The 7 step method for Practical Problem Solving skills & the 10 most common mistakes to avoid

Updated: 5 days ago




Why do you need a Practical Problem Solving method?


Practical Problem Solving models are often shared online BUT the pitfalls are rarely well explained. In this blog we’ll be drawing on our own painful experience gained over 25 years, working across the world with hundreds of companies to illuminate those pitfalls. Here are the top 10 pitfalls as a list, scroll down for tips on how to avoid each.



The Practical Problem Solving (PPS) model we learned and successfully applied from working with Toyota group, has 7 steps. We’ll show you each of those steps and the most common pitfall at each step.


We’ll even “open the kimono” and tell you about our personal biggest practical problem solving failure - more of that later. At the end we’ll share 3 secrets to help you to turbo charge your Practical Problem Solving

The initial question, as ever, has to be “Why do we need a method for Problem Solving?”


There are three main reasons


1) Containment

We’re generally okay at containment when a problem happens, at mopping up


2) Short-term countermeasure

We're not bad at coming up with a short-term countermeasure (solution) but


3) Recurrence Prevention

Most manufacturers aren't particularly strong on recurrence prevention - they don't get to the root cause


A common problem is people jumping to conclusions based on previous experiences, leading to the wrong conclusions because something is different to last time.


A Practical Problem Solving method


So, here's the Practical Problem Solving method, showing the 7 steps.



You can see that it's a funnel shape reflecting the fact that we're going from a large area, vaguely grasped and explained, down to a really focused problem that we've solved.


The 7 steps to our Practical Problem Solving method


The seven steps are:


1) “Grasp the current condition”

Understand what's going on and find your tight focus point


2) “Locate process causing the problem”

That's the process where it's caused not where it's found in in your physical process


3) “Investigate”

Using two tools often here, and for the next couple of steps - 5 why and fishbone


4) “Identify the probable causes”

Where we narrow down from our fishbone into what we think are the most likely causes – one, two or three of them and have a look at each in depth


5) “Identify the root cause”

What we as a team believe, through go-look-see observation and experimentation, is the root cause


6) “Countermeasure”

Try solutions, one at a time

7) “Confirm”

Using our PDCA cycle to make sure that we've got rid of the problem


Note the two things on the right of the funnel to look at. Firstly, it’s very important to protect the customer early and stop bad material or other problems flowing out to them. Secondly, you’ll see halfway down, after you've done a bit of investigation that you're ready to set a target: A “What?” by “How much?” by “When?”

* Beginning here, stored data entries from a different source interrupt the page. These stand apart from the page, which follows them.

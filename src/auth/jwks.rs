//! JWKS cache for Cognito user-pool JWT verification

use anyhow::{Context, Result};
use jsonwebtoken::{decode, decode_header, Algorithm, DecodingKey, Validation};
use parking_lot::RwLock;
use serde::Deserialize;
use std::collections::HashMap;
use std::sync::Arc;
use std::time::{Duration, Instant};

use super::Claims;

/// JWKS response structure
#[derive(Debug, Deserialize)]
struct JwksResponse {
    keys: Vec<Jwk>,
}

/// Individual JWK key
#[derive(Debug, Clone, Deserialize)]
struct Jwk {
    kid: String,
    kty: String,
    n: String,
    e: String,
}

/// Cached key with expiration
#[derive(Clone)]
struct CachedKey {
    key: DecodingKey,
    cached_at: Instant,
}

/// JWKS cache for validating Cognito JWTs
#[derive(Clone)]
pub struct JwksCache {
    inner: Arc<RwLock<JwksCacheInner>>,
    client: reqwest::Client,
    jwks_url: String,
    issuer: String,
    /// App client id; checked against `aud` or `client_id` when set
    audience: Option<String>,
    ttl: Duration,
}

struct JwksCacheInner {
    keys: HashMap<String, CachedKey>,
    last_fetch: Option<Instant>,
}

impl JwksCache {
    pub fn new(issuer: String, audience: Option<String>, ttl_seconds: u64) -> Result<Self> {
        let client = reqwest::Client::builder()
            .timeout(Duration::from_secs(10))
            .build()
            .context("Failed to create HTTP client")?;
        Ok(Self {
            inner: Arc::new(RwLock::new(JwksCacheInner {
                keys: HashMap::new(),
                last_fetch: None,
            })),
            client,
            jwks_url: format!("{}/.well-known/jwks.json", issuer.trim_end_matches('/')),
            issuer,
            audience,
            ttl: Duration::from_secs(ttl_seconds),
        })
    }

    /// Verify an RS256 token and return the claims
    pub async fn verify_token(&self, token: &str) -> Result<Claims> {
        let header = decode_header(token).context("Invalid JWT header")?;
        let kid = header.kid.context("JWT missing kid header")?;

        let decoding_key = self.get_or_fetch_key(&kid).await?;

        // Access tokens have no `aud`, so the audience is checked by hand below
        let mut validation = Validation::new(Algorithm::RS256);
        validation.set_issuer(&[&self.issuer]);
        validation.validate_aud = false;
        validation.validate_exp = true;
        validation.validate_nbf = true;

        let token_data =
            decode::<Claims>(token, &decoding_key, &validation).context("JWT validation failed")?;
        let claims = token_data.claims;

        if let Some(audience) = &self.audience {
            if !claims.has_audience(audience) {
                anyhow::bail!("Token audience does not match app client");
            }
        }
        Ok(claims)
    }

    async fn get_or_fetch_key(&self, kid: &str) -> Result<DecodingKey> {
        {
            let cache = self.inner.read();
            if let Some(cached) = cache.keys.get(kid) {
                if cached.cached_at.elapsed() < self.ttl {
                    return Ok(cached.key.clone());
                }
            }
        }

        self.refresh_keys().await?;

        let cache = self.inner.read();
        cache
            .keys
            .get(kid)
            .map(|c| c.key.clone())
            .context("Key not found in JWKS")
    }

    async fn refresh_keys(&self) -> Result<()> {
        {
            let cache = self.inner.read();
            if let Some(last) = cache.last_fetch {
                // Don't refetch more than once per second
                if last.elapsed() < Duration::from_secs(1) {
                    return Ok(());
                }
            }
        }

        tracing::debug!("Fetching JWKS from {}", self.jwks_url);

        let response = self
            .client
            .get(&self.jwks_url)
            .send()
            .await
            .context("Failed to fetch JWKS")?;

        if !response.status().is_success() {
            anyhow::bail!("JWKS fetch failed with status: {}", response.status());
        }

        let jwks: JwksResponse = response.json().await.context("Failed to parse JWKS")?;

        let mut cache = self.inner.write();
        cache.last_fetch = Some(Instant::now());

        for jwk in jwks.keys {
            if jwk.kty != "RSA" {
                continue;
            }

            match DecodingKey::from_rsa_components(&jwk.n, &jwk.e) {
                Ok(key) => {
                    cache.keys.insert(
                        jwk.kid.clone(),
                        CachedKey {
                            key,
                            cached_at: Instant::now(),
                        },
                    );
                    tracing::debug!("Cached JWKS key: {}", jwk.kid);
                }
                Err(e) => {
                    tracing::warn!("Failed to parse JWK {}: {}", jwk.kid, e);
                }
            }
        }

        tracing::info!("JWKS cache refreshed with {} keys", cache.keys.len());
        Ok(())
    }

    /// Pre-warm the cache by fetching keys
    pub async fn warm_cache(&self) -> Result<()> {
        self.refresh_keys().await
    }
}

#[cfg(test)]
mod tests {
    use super::*;

    #[test]
    fn test_jwks_url_derived_from_issuer() {
        let cache = JwksCache::new(
            "https://cognito-idp.us-east-1.amazonaws.com/us-east-1_abc/".to_string(),
            None,
            60,
        )
        .unwrap();
        assert_eq!(
            cache.jwks_url,
            "https://cognito-idp.us-east-1.amazonaws.com/us-east-1_abc/.well-known/jwks.json"
        );
    }

    #[tokio::test]
    async fn test_garbage_token_rejected_without_fetch() {
        let cache = JwksCache::new("https://issuer.invalid".to_string(), None, 60).unwrap();
        assert!(cache.verify_token("not-a-jwt").await.is_err());
    }
}
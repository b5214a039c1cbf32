use crate::config::Environment;
use tracing_subscriber::{layer::SubscriberExt, util::SubscriberInitExt, EnvFilter};

pub fn init_logging(env: &Environment) {
    let filter = EnvFilter::try_from_default_env().unwrap_or_else(|_| match env {
        Environment::Dev => "estimation_backend=debug,tower_http=debug,info".into(),
        Environment::Staging => "estimation_backend=debug,tower_http=info,info".into(),
        Environment::Prod => "estimation_backend=info,tower_http=info,warn".into(),
    });

    let fmt_layer = tracing_subscriber::fmt::layer()
        .with_target(true)
        .with_thread_ids(false)
        .with_file(env.is_dev())
        .with_line_number(env.is_dev());

    // JSON in production, pretty in dev
    if env.is_prod() {
        tracing_subscriber::registry()
            .with(filter)
            .with(fmt_layer.json())
            .init();
    } else {
        tracing_subscriber::registry()
            .with(filter)
            .with(fmt_layer.pretty())
            .init();
    }

    tracing::info!("Logging initialized for {:?} environment", env);
}
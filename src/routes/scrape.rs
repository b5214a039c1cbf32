use axum::{extract::State, Json};
use std::sync::Arc;

use crate::app::AppState;
use crate::auth::RequireAuth;
use crate::domain::scrape::{ScrapeRequest, ScrapeResult};

/// POST /api/v1/scrape/url
///
/// Always 200; fetch failures are reported in the body.
pub async fn scrape_url(
    auth: RequireAuth,
    State(state): State<Arc<AppState>>,
    Json(req): Json<ScrapeRequest>,
) -> Json<ScrapeResult> {
    let result = state.scraper.scrape(&req).await;
    tracing::info!(
        owner = %auth.owner_email,
        url = %result.url,
        success = result.success,
        chars = result.text_excerpt.len(),
        "Scrape finished"
    );
    Json(result)
}
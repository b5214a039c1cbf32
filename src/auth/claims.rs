use serde::{Deserialize, Serialize};
use serde_json::Value;

/// JWT claims shared by Cognito tokens and locally issued tokens
#[derive(Debug, Clone, Serialize, Deserialize, Default)]
pub struct Claims {
    /// Subject (user ID)
    pub sub: String,

    /// Expiration (Unix timestamp)
    pub exp: i64,

    /// Issued at (Unix timestamp)
    #[serde(default)]
    pub iat: Option<i64>,

    #[serde(default)]
    pub iss: Option<String>,

    /// String or array; Cognito access tokens carry `client_id` instead
    #[serde(default, skip_serializing_if = "Option::is_none")]
    pub aud: Option<Value>,

    #[serde(default, skip_serializing_if = "Option::is_none")]
    pub client_id: Option<String>,

    #[serde(default, skip_serializing_if = "Option::is_none")]
    pub email: Option<String>,

    #[serde(
        default,
        rename = "cognito:username",
        skip_serializing_if = "Option::is_none"
    )]
    pub cognito_username: Option<String>,

    /// `id` or `access` for Cognito tokens
    #[serde(default, skip_serializing_if = "Option::is_none")]
    pub token_use: Option<String>,

    /// Set on local tokens; `magic_link` tokens are only good for exchange
    #[serde(default, skip_serializing_if = "Option::is_none")]
    pub purpose: Option<String>,
}

impl Claims {
    /// True when `aud` (or `client_id`) names the given client
    pub fn has_audience(&self, client_id: &str) -> bool {
        let in_aud = match &self.aud {
            Some(Value::String(aud)) => aud == client_id,
            Some(Value::Array(values)) => values.iter().any(|v| v.as_str() == Some(client_id)),
            _ => false,
        };
        in_aud || self.client_id.as_deref() == Some(client_id)
    }
}

#[cfg(test)]
mod tests {
    use super::*;
    use serde_json::json;

    #[test]
    fn test_cognito_claims_deserialize() {
        let claims: Claims = serde_json::from_value(json!({
            "sub": "abc-123",
            "exp": 1700000000,
            "iss": "https://cognito-idp.us-east-1.amazonaws.com/pool",
            "cognito:username": "jdoe",
            "token_use": "access",
            "client_id": "client-1"
        }))
        .unwrap();
        assert_eq!(claims.cognito_username.as_deref(), Some("jdoe"));
        assert!(claims.has_audience("client-1"));
        assert!(!claims.has_audience("other"));
    }

    #[test]
    fn test_audience_array() {
        let claims = Claims {
            aud: Some(json!(["a", "b"])),
            ..Default::default()
        };
        assert!(claims.has_audience("b"));
    }
}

A Problem Solving example: Fizzy drink canning factory


Within SempaiGuide (our online course) we use a fizzy drink canning factory example as a Problem Solving example, along with our training materials, to help our clients start-to-finish through this process on their own shopfloor.



10 Pitfalls in the 7 step Practical Problem Solving method


Let’s go back to the funnel model to look at the Problem Solving pitfalls


Step 1) - “Grasp the current condition” - Pitfall


The key pitfall here is NOT having a tight focus, having too broad a problem to try to solve. This is where our fizzy drink cans come in. On the picture below, having done some Data Analysis and using 80/20 thinking, if we just go after ‘dents’ our focus is too broad as there are actually 3 types of dents - 30 of one type, 8 of a second and 4 of a third. We’d pick the defect with 30 instances as it’s the highest (occasionally there are defects that have a lower frequency but cost more per defect).


Problem Solving is hard enough to do without trying to mix up and unpick a heap of variables affecting 3 different problems. If you try and do them all at once, you won't manage it. Picking 1 of the 3 to solve is good “Problem Framing”.


Step 2) - “Locate process causing the problem” - Pitfall


Critically, here you're not looking for the process where you FOUND the problem. It's where you identify that it's being CREATED. There's a very big difference between treating a symptom and a cause. Be careful that you’re not looking in the wrong spot.


Step 3) - “Investigate” - Pitfalls


This is often the area of biggest weakness, apart from Problem Framing in Step 1 above. When it comes to problem solving there are two major tools - Fishbone (aka Ishikawa diagram) and the 5 Whys. There are others, these are just the most common and useful.


The Fishbone and 5 Whys can be used together or they can be used independently. You don't always have to use both, but I'll come back to that later.


The first pitfall, in the Investigate step, is to brainstorm alone if you use a fishbone. Doing this, you only get one narrow set of ideas and experience. Involving other functions, like Maintenance for breakdowns, or Quality engineers for defects brings in other experts. Never, ever, forget to include the most important expert of all – your Operator. They know the process better than anyone as they live with it for 40 hours a week.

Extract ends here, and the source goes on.